Scan the lines below for the string "height" and report how many lines contain it, giving only the number.

[Records from a dataset]
=======

//! Example Listener (Owner/Server)
//!
//! Binds a connection point, activates every client that registers, answers
//! subsegment requests and logs the frames it receives.

use clap::Parser;
use framelink::clock::{MonotonicTicker, DEFAULT_TICK};
use framelink::{
    ConnectionPoint, Event, ExternalEvent, FrameLinkError, Geometry, Segment, SegmentState, TransportConfig,
};
use std::time::{Duration, Instant};
use tracing::{info, warn};
use tracing_subscriber::EnvFilter;

#[derive(Parser, Debug)]
#[command(about = "Serve framelink segments on a connection point")]
struct Args {
    /// Connection point name or absolute socket path
    #[arg(default_value = "framelink_demo")]
    name: String,

    /// Authentication key clients must present
    #[arg(long)]
    key: Option<String>,

    #[arg(long, default_value_t = 640)]
    width: u32,

    #[arg(long, default_value_t = 480)]
    height: u32,

    /// Refuse all subsegment requests
    #[arg(long)]
    no_subsegments: bool,

    /// Pace clients that ask for a clock
    #[arg(long)]
    autoclock: bool,
}

struct Client {
    segment: Segment,
    children: Vec<Segment>,
    frames: u64,
    since: Instant,
}

impl Client {
    fn new(segment: Segment) -> Self {
        Self {
            segment,
            children: Vec::new(),
            frames: 0,
            since: Instant::now(),
        }
    }

    /// Run one poll round; `Err` means the client is gone
    fn service(&mut self, ticks: u32) -> framelink::Result<()> {
        let status = self.segment.poll()?;
        if let Some(token) = self.segment.take_auth_token()? {
            info!(segment = self.segment.name(), token, "client published an auth token");
        }
        self.segment.tick(ticks)?;

        while let Some(delivered) = self.segment.dequeue_event()? {
            match delivered.event {
                Event::External(ExternalEvent::Register { kind, ref title }) => {
                    info!(segment = self.segment.name(), ?kind, %title, "client registered");
                    if self.segment.state() == SegmentState::Preroll {
                        self.segment.activate()?;
                    }
                }
                Event::External(ExternalEvent::ResizeRequest { width, height }) => {
                    info!(segment = self.segment.name(), width, height, "client asked for a resize");
                }
                ref other => info!(segment = self.segment.name(), event = %other, "event"),
            }
        }

        if let Some(request) = self.segment.next_subsegment_request() {
            match self.segment.grant_subsegment(&request) {
                Ok(child) => self.children.push(child),
                Err(e) => {
                    warn!(error = %e, "grant failed, rejecting");
                    self.segment.reject_subsegment(&request)?;
                }
            }
        }
        self.children.retain_mut(|child| child.poll().is_ok());

        if status.video_ready {
            if let Some(frame) = self.segment.take_handle_frame() {
                self.segment.ack_buffer(frame.frame)?;
            } else if self.segment.video_frame()?.is_some() {
                self.segment.release_video()?;
            }
            self.frames += 1;
        }
        if status.audio_ready {
            self.segment.release_audio()?;
        }

        if self.since.elapsed() >= Duration::from_secs(1) {
            let geometry = self.segment.geometry();
            info!(
                segment = self.segment.name(),
                fps = self.frames as f64 / self.since.elapsed().as_secs_f64(),
                width = geometry.width,
                height = geometry.height,
                subsegments = self.children.len(),
                "frame rate"
            );
            self.frames = 0;
            self.since = Instant::now();
        }
        Ok(())
    }
}

fn main() {
    tracing_subscriber::fmt()
        .with_env_filter(EnvFilter::try_from_default_env().unwrap_or_else(|_| EnvFilter::new("info")))
        .init();

    let args = Args::parse();
    let mut config = TransportConfig::from_env();
    if args.no_subsegments {
        config.max_subsegments = 0;
    }
    config.autoclock |= args.autoclock;

    let mut point = match ConnectionPoint::bind(
        &args.name,
        args.key.as_deref(),
        &config,
        Geometry::new(args.width, args.height),
    ) {
        Ok(point) => point,
        Err(e) => {
            eprintln!("[Listener] Failed to bind: {}", e);
            std::process::exit(1);
        }
    };
    info!(path = %point.path().display(), "waiting for clients (Ctrl+C to quit)");

    let mut clients: Vec<Client> = Vec::new();
    let mut ticker = MonotonicTicker::new(DEFAULT_TICK);
    loop {
        let ticks = ticker.ticks();
        match point.accept_timeout(Some(Duration::from_millis(5))) {
            Ok(Some(segment)) => clients.push(Client::new(segment)),
            Ok(None) => {}
            Err(FrameLinkError::AuthRejected) => warn!("rejected a client with the wrong key"),
            Err(e) => warn!(error = %e, "accept failed"),
        }

        clients.retain_mut(|client| match client.service(ticks) {
            Ok(()) => true,
            Err(e) => {
                info!(segment = client.segment.name(), reason = %e, "client gone");
                false
            }
        });
    }
}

=======

SOLUTION TO THIS EXERCISE:
5